Hello, Undermedia. Voting in the 2016 Arbitration Committee elections is open from Monday, 00:00, 21 November through Sunday, 23:59, 4 December to all unblocked users who have registered an account before Wednesday, 00:00, 28 October 2016 and have made at least 150 mainspace edits before Sunday, 00:00, 1 November 2016.
The Arbitration Committee is the panel of editors responsible for conducting the Wikipedia arbitration process. It has the authority to impose binding solutions to disputes between editors, primarily for serious conduct disputes the community has been unable to resolve.
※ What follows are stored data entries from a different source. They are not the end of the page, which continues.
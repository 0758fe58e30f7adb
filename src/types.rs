use rand::Rng;
use serde::{Deserialize, Serialize};
use std::collections::HashMap;

/// Opaque ID types for type safety
pub type RoomId = String;
pub type PlayerId = String;
pub type ActionId = String;
pub type SessionId = String;

/// Wire protocol version; bumped on breaking changes.
pub const PROTOCOL_VERSION: u32 = 1;

/// Room code alphabet with ambiguous characters (0, 1, I, O) excluded.
pub const ROOM_CODE_ALPHABET: &[u8] = b"ABCDEFGHJKLMNPQRSTUVWXYZ23456789";

/// Length of a room code.
pub const ROOM_CODE_LEN: usize = 6;

/// Generate a 16-byte random id rendered as lowercase hex.
pub fn new_id() -> String {
    let mut bytes = [0u8; 16];
    rand::thread_rng().fill(&mut bytes);
    hex::encode(bytes)
}

/// Generate a 6-character room code from the restricted alphabet.
pub fn new_room_code() -> String {
    let mut rng = rand::thread_rng();
    (0..ROOM_CODE_LEN)
        .map(|_| ROOM_CODE_ALPHABET[rng.gen_range(0..ROOM_CODE_ALPHABET.len())] as char)
        .collect()
}

/// Current wall-clock time in milliseconds.
pub fn now_ms() -> i64 {
    chrono::Utc::now().timestamp_millis()
}

#[derive(Debug, Clone, Copy, Serialize, Deserialize, PartialEq, Eq, Hash)]
#[serde(rename_all = "snake_case")]
pub enum Phase {
    Lobby,
    Night,
    DayAnnouncement,
    DayDiscussion,
    DayVoting,
    Ended,
}

impl Phase {
    /// Whether this phase runs without a timer.
    pub fn is_untimed(self) -> bool {
        matches!(self, Phase::Lobby | Phase::Ended)
    }
}

/// Active phase timer on the monotonic wall clock (milliseconds).
#[derive(Debug, Clone, Serialize, Deserialize, PartialEq)]
#[serde(rename_all = "camelCase")]
pub struct PhaseTimer {
    pub phase: Phase,
    pub started_at: i64,
    pub ends_at: i64,
}

#[derive(Debug, Clone, Copy, Serialize, Deserialize, PartialEq, Eq)]
#[serde(rename_all = "lowercase")]
pub enum VotingMode {
    Majority,
    Plurality,
}

#[derive(Debug, Clone, Serialize, Deserialize, PartialEq)]
#[serde(rename_all = "camelCase")]
pub struct RoomSettings {
    pub night_duration_ms: i64,
    pub day_duration_ms: i64,
    pub vote_duration_ms: i64,
    pub reveal_roles_on_death: bool,
    pub anonymous_voting: bool,
    pub voting_mode: VotingMode,
    pub min_players: usize,
    pub max_players: usize,
}

impl Default for RoomSettings {
    fn default() -> Self {
        Self {
            night_duration_ms: 60_000,
            day_duration_ms: 120_000,
            vote_duration_ms: 60_000,
            reveal_roles_on_death: true,
            anonymous_voting: false,
            voting_mode: VotingMode::Majority,
            min_players: 3,
            max_players: 12,
        }
    }
}

#[derive(Debug, Clone, Copy, Serialize, Deserialize, PartialEq, Eq, Hash)]
#[serde(rename_all = "lowercase")]
pub enum RoleId {
    Mafia,
    Detective,
    Doctor,
    Townsperson,
}

impl RoleId {
    pub fn as_str(self) -> &'static str {
        match self {
            RoleId::Mafia => "mafia",
            RoleId::Detective => "detective",
            RoleId::Doctor => "doctor",
            RoleId::Townsperson => "townsperson",
        }
    }
}

#[derive(Debug, Clone, Copy, Serialize, Deserialize, PartialEq, Eq)]
#[serde(rename_all = "lowercase")]
pub enum Alignment {
    Mafia,
    Town,
    Neutral,
}

#[derive(Debug, Clone, Copy, Serialize, Deserialize, PartialEq, Eq)]
#[serde(rename_all = "lowercase")]
pub enum PlayerStatus {
    Alive,
    Dead,
    Disconnected,
}

#[derive(Debug, Clone, Serialize, Deserialize, PartialEq)]
#[serde(rename_all = "camelCase")]
pub struct Player {
    pub id: PlayerId,
    pub name: String,
    #[serde(skip_serializing_if = "Option::is_none")]
    pub role_id: Option<RoleId>,
    #[serde(skip_serializing_if = "Option::is_none")]
    pub alignment: Option<Alignment>,
    pub status: PlayerStatus,
    pub connected: bool,
    pub afk_strikes: u8,
    pub muted: bool,
    #[serde(skip_serializing_if = "Option::is_none")]
    pub session_id: Option<SessionId>,
}

impl Player {
    pub fn new(id: PlayerId, name: String) -> Self {
        Self {
            id,
            name,
            role_id: None,
            alignment: None,
            status: PlayerStatus::Alive,
            connected: true,
            afk_strikes: 0,
            muted: false,
            session_id: None,
        }
    }

    pub fn is_alive(&self) -> bool {
        self.status == PlayerStatus::Alive
    }
}

#[derive(Debug, Clone, Copy, Serialize, Deserialize, PartialEq, Eq, Hash)]
#[serde(rename_all = "SCREAMING_SNAKE_CASE")]
pub enum NightActionType {
    Kill,
    Protect,
    Investigate,
    None,
}

impl NightActionType {
    /// Resolution priority: kills land first, protects may cancel them,
    /// investigations observe the pre-dawn state.
    pub fn priority(self) -> u8 {
        match self {
            NightActionType::Kill => 10,
            NightActionType::Protect => 20,
            NightActionType::Investigate => 30,
            NightActionType::None => 30,
        }
    }
}

#[derive(Debug, Clone, Serialize, Deserialize, PartialEq)]
#[serde(rename_all = "camelCase")]
pub struct NightAction {
    pub id: String,
    pub action_id: ActionId,
    pub player_id: PlayerId,
    #[serde(rename = "type")]
    pub action_type: NightActionType,
    #[serde(skip_serializing_if = "Option::is_none")]
    pub target_id: Option<PlayerId>,
    pub submitted_at: i64,
    pub priority: u8,
}

#[derive(Debug, Clone, Serialize, Deserialize, PartialEq)]
#[serde(rename_all = "camelCase")]
pub struct Vote {
    pub id: String,
    pub action_id: ActionId,
    pub player_id: PlayerId,
    /// None means abstain.
    pub target_id: Option<PlayerId>,
    pub submitted_at: i64,
}

#[derive(Debug, Clone, Serialize, Deserialize, PartialEq)]
#[serde(rename_all = "camelCase")]
pub struct Investigation {
    pub investigator_id: PlayerId,
    pub target_id: PlayerId,
    pub is_mafia: bool,
}

#[derive(Debug, Clone, Copy, Serialize, Deserialize, PartialEq, Eq)]
pub enum VictoryCondition {
    #[serde(rename = "none")]
    None,
    #[serde(rename = "mafia-victory")]
    MafiaVictory,
    #[serde(rename = "town-victory")]
    TownVictory,
}

/// Authoritative room state. Everything the reducers, policy gate, and
/// redaction layer work on; serialised as-is into the room store.
#[derive(Debug, Clone, Serialize, Deserialize, PartialEq)]
#[serde(rename_all = "camelCase")]
pub struct RoomState {
    pub id: RoomId,
    pub code: String,
    pub host_id: PlayerId,
    pub phase: Phase,
    pub timer: Option<PhaseTimer>,
    pub settings: RoomSettings,
    pub players: HashMap<PlayerId, Player>,
    pub night_actions: HashMap<ActionId, NightAction>,
    pub votes: HashMap<ActionId, Vote>,
    pub investigation_results: Vec<Investigation>,
    pub public_narrative: Vec<String>,
    pub victory_condition: VictoryCondition,
    pub protocol_version: u32,
    pub last_snapshot: i64,
}

impl RoomState {
    pub fn new(id: RoomId, code: String, host: Player) -> Self {
        let host_id = host.id.clone();
        let mut players = HashMap::new();
        players.insert(host_id.clone(), host);
        Self {
            id,
            code,
            host_id,
            phase: Phase::Lobby,
            timer: None,
            settings: RoomSettings::default(),
            players,
            night_actions: HashMap::new(),
            votes: HashMap::new(),
            investigation_results: Vec::new(),
            public_narrative: Vec::new(),
            victory_condition: VictoryCondition::None,
            protocol_version: PROTOCOL_VERSION,
            last_snapshot: now_ms(),
        }
    }

    pub fn alive_players(&self) -> impl Iterator<Item = &Player> {
        self.players.values().filter(|p| p.is_alive())
    }

    pub fn alive_count(&self) -> usize {
        self.alive_players().count()
    }

    pub fn alive_with_alignment(&self, alignment: Alignment) -> usize {
        self.alive_players()
            .filter(|p| p.alignment == Some(alignment))
            .count()
    }

    /// The game is in one of the in-progress phases (roles assigned).
    pub fn in_game(&self) -> bool {
        !matches!(self.phase, Phase::Lobby | Phase::Ended)
    }
}

/// Validate a player or host display name (3 to 15 characters).
pub fn valid_name(name: &str) -> bool {
    let len = name.chars().count();
    (3..=15).contains(&len)
}

/// Validate a room code: exactly six characters from the restricted alphabet.
pub fn valid_room_code(code: &str) -> bool {
    code.len() == ROOM_CODE_LEN && code.bytes().all(|b| ROOM_CODE_ALPHABET.contains(&b))
}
This includes the authority to impose site bans, topic bans, editing restrictions, and other measures needed to maintain our editing environment. The arbitration policy describes the Committee's roles and responsibilities in greater detail.
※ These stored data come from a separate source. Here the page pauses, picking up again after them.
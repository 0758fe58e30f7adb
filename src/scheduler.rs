//! Per-room phase coordinators. Each led room gets one task that sleeps
//! until the sooner of the phase deadline or a poke from the dispatcher,
//! then resolves the phase when its completion predicate holds or the hard
//! timer has expired.

use crate::engine;
use crate::error::GameError;
use crate::protocol::RoomEvent;
use crate::store::{room_channel, Kv, LeaderElector, RoomStore};
use crate::types::{now_ms, Phase, RoomId, RoomState};
use std::collections::HashMap;
use std::sync::Arc;
use std::time::Duration;
use tokio::sync::{mpsc, RwLock};
use tokio::task::JoinHandle;

struct Coordinator {
    poke: mpsc::Sender<()>,
    task: JoinHandle<()>,
    renewal: JoinHandle<()>,
}

#[derive(Clone)]
pub struct Scheduler {
    rooms: RoomStore,
    kv: Arc<dyn Kv>,
    leader: LeaderElector,
    coordinators: Arc<RwLock<HashMap<RoomId, Coordinator>>>,
}

impl Scheduler {
    pub fn new(rooms: RoomStore, kv: Arc<dyn Kv>, leader: LeaderElector) -> Self {
        Self {
            rooms,
            kv,
            leader,
            coordinators: Arc::new(RwLock::new(HashMap::new())),
        }
    }

    /// Make sure a coordinator exists for a room this instance leads.
    pub async fn ensure_room(&self, room_id: &str) {
        {
            let coordinators = self.coordinators.read().await;
            if coordinators.contains_key(room_id) {
                return;
            }
        }
        match self.leader.try_acquire(room_id).await {
            Ok(true) => {}
            Ok(false) => return,
            Err(err) => {
                tracing::warn!(room = %room_id, error = %err, "lease acquisition failed");
                return;
            }
        }

        let (poke_tx, poke_rx) = mpsc::channel(8);
        let renewal = self.leader.spawn_renewal(room_id.to_string());
        let task = {
            let scheduler = self.clone();
            let room_id = room_id.to_string();
            tokio::spawn(async move {
                scheduler.run_coordinator(room_id.clone(), poke_rx).await;
                scheduler.coordinators.write().await.remove(&room_id);
            })
        };

        let mut coordinators = self.coordinators.write().await;
        coordinators.insert(
            room_id.to_string(),
            Coordinator {
                poke: poke_tx,
                task,
                renewal,
            },
        );
    }

    /// Wake a room's coordinator to re-evaluate its completion predicate.
    pub async fn poke(&self, room_id: &str) {
        let coordinators = self.coordinators.read().await;
        if let Some(coordinator) = coordinators.get(room_id) {
            let _ = coordinator.poke.try_send(());
        }
    }

    pub async fn cancel(&self, room_id: &str) {
        if let Some(coordinator) = self.coordinators.write().await.remove(room_id) {
            coordinator.task.abort();
            coordinator.renewal.abort();
        }
    }

    /// Graceful shutdown: stop every coordinator and renewal task.
    pub async fn shutdown(&self) {
        let mut coordinators = self.coordinators.write().await;
        for (_, coordinator) in coordinators.drain() {
            coordinator.task.abort();
            coordinator.renewal.abort();
        }
    }

    async fn run_coordinator(&self, room_id: RoomId, mut poke_rx: mpsc::Receiver<()>) {
        tracing::debug!(room = %room_id, "coordinator started");
        loop {
            match self.leader.is_leader(&room_id).await {
                Ok(true) => {}
                Ok(false) => {
                    tracing::info!(room = %room_id, "no longer leader, stopping coordinator");
                    return;
                }
                Err(err) => {
                    tracing::warn!(room = %room_id, error = %err, "leadership check failed");
                    tokio::time::sleep(Duration::from_secs(1)).await;
                    continue;
                }
            }

            let state = match self.rooms.get_room_state(&room_id).await {
                Ok(Some((state, _))) => state,
                Ok(None) => return,
                Err(err) => {
                    tracing::warn!(room = %room_id, error = %err, "state load failed");
                    tokio::time::sleep(Duration::from_secs(1)).await;
                    continue;
                }
            };

            match state.phase {
                Phase::Ended => {
                    tracing::debug!(room = %room_id, "room ended, stopping coordinator");
                    return;
                }
                Phase::Lobby => {
                    // Nothing to time in the lobby; wait for a poke.
                    if poke_rx.recv().await.is_none() {
                        return;
                    }
                }
                _ => {
                    let Some(timer) = state.timer.clone() else {
                        // A timed phase without a timer violates an invariant
                        // the store enforces; resolve it rather than spin.
                        tracing::error!(room = %room_id, phase = ?state.phase, "timer missing");
                        if self.resolve(&room_id).await.is_err() {
                            tokio::time::sleep(Duration::from_secs(1)).await;
                        }
                        continue;
                    };

                    let now = now_ms();
                    if now >= timer.ends_at || phase_complete(&state) {
                        if let Err(err) = self.resolve(&room_id).await {
                            tracing::warn!(room = %room_id, error = %err, "resolution failed");
                            tokio::time::sleep(Duration::from_secs(1)).await;
                        }
                        continue;
                    }

                    let wait = Duration::from_millis((timer.ends_at - now).max(1) as u64);
                    tokio::select! {
                        _ = tokio::time::sleep(wait) => {}
                        poke = poke_rx.recv() => {
                            if poke.is_none() {
                                return;
                            }
                        }
                    }
                }
            }
        }
    }

    /// Run the phase resolution for a room and publish the resulting events.
    pub async fn resolve(&self, room_id: &str) -> Result<(), GameError> {
        let (events, _state) = self
            .rooms
            .update_room_state_safe(room_id, |state| Ok(resolve_in_place(state)))
            .await?;

        for event in events {
            match serde_json::to_string(&event) {
                Ok(payload) => {
                    if let Err(err) = self.kv.publish(&room_channel(room_id), &payload).await {
                        tracing::warn!(room = %room_id, error = %err, "event publish failed");
                    }
                }
                Err(err) => {
                    tracing::error!(room = %room_id, error = %err, "event serialization failed");
                }
            }
        }
        Ok(())
    }
}

/// Resolve the current phase (if it has a resolution step) and advance,
/// returning the events to publish.
fn resolve_in_place(state: &mut RoomState) -> Vec<RoomEvent> {
    let now = now_ms();
    let mut events = Vec::new();

    match state.phase {
        Phase::Night => {
            engine::accrue_afk_strikes(state);
            let summary = engine::resolve_night(state);
            for result in &summary.investigations {
                events.push(RoomEvent::InvestigationReady {
                    investigator_id: result.investigator_id.clone(),
                    result: result.clone(),
                });
            }
            if let Some(victim) = &summary.death {
                events.push(RoomEvent::PlayerStatus {
                    player_id: victim.clone(),
                    connected: state
                        .players
                        .get(victim)
                        .map(|p| p.connected)
                        .unwrap_or(false),
                    alive: false,
                });
            }
            events.push(RoomEvent::NightResult {
                death: summary.death,
                narrative: summary.narrative,
            });
        }
        Phase::DayVoting => {
            engine::accrue_afk_strikes(state);
            let summary = engine::resolve_voting(state);
            if let Some(victim) = &summary.lynched {
                events.push(RoomEvent::PlayerStatus {
                    player_id: victim.clone(),
                    connected: state
                        .players
                        .get(victim)
                        .map(|p| p.connected)
                        .unwrap_or(false),
                    alive: false,
                });
            }
            events.push(RoomEvent::Lynch {
                target_id: summary.lynched,
                narrative: summary.narrative,
            });
        }
        Phase::DayAnnouncement | Phase::DayDiscussion => {}
        Phase::Lobby | Phase::Ended => return events,
    }

    let change = engine::advance_phase(state, now);
    events.push(RoomEvent::Phase {
        phase: change.phase,
        timer: change.timer,
    });
    events
}

fn phase_complete(state: &RoomState) -> bool {
    match state.phase {
        Phase::Night => engine::night_complete(state),
        Phase::DayVoting => engine::voting_complete(state),
        _ => false,
    }
}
If you wish to participate in the 2016 election, please review the candidates' statements and submit your choices on the voting page. MediaWiki message delivery (talk) 22:08, 21 November 2016 (UTC)
I agree that the major events lines may be too arbitrary, but I have seen it implemented elsewhere on Wikipedia. Can we perhaps reserve it for major-major events, like, for example, Mulcair's loss of the Leadership Review, and Trudeau's decision to abandon his electoral reform pledge? Kiteinthewind Leave a message! 05:09, 4 April 2017 (UTC)
- I suggest you start a topic on the Talk section of the opinion polling page to at least properly discuss this and try to reach a consensus with the other editors before overhauling the polling tables. The other issue is that we may at some point swap the graph for a more sophisticated one based on local regressions that factor in varying poll sample sizes (like this one), which automatically reads the data directly from the table using some R code, and breaking the table up by year is likely to prevent it from working, or at the very least significantly complicate the coding. So I'm going to reverse those changes as well, and again suggest that you work towards a consensus in the Talk section if you believe the changes are really worthwhile. A handful of dedicated editors have worked together over several years (going back several elections) to fashion the opinion polling page into its current state, so it is only fair to seek their consensus for major formatting changes like this. Cheers, Undermedia (talk) 12:50, 4 April 2017 (UTC)
Generating plots with R
If you're interested in trying to get my code working, the easiest way would be to install R-Studio. You should just be able to run my code turn-key without any problems, and it should produce the plot, then save it as SVG. If you get it installed, let me knwo and I'll walk you through how to run the code. It would be good to have two of us available to update the plots, especially during the polling madness of the election period, and you are much more active here than I am. galneweinhaw (talk) 19:43, 30 April 2017 (UTC)
- Thanks, galneweinhaw. I've got it installed. What do we do next? I've noticed you've put the finishing touches on the 43rd federal election pre-campaign graph. Looks great. Since nobody else has weighed in on the Talk page discussion, I might just go ahead and trial the new graph alongside the current one on the main article page to get people's attention, and invite them to go to the Talk page to help decide whether we adopt it. Cheers, Undermedia (talk) 16:14, 3 May 2017 (UTC)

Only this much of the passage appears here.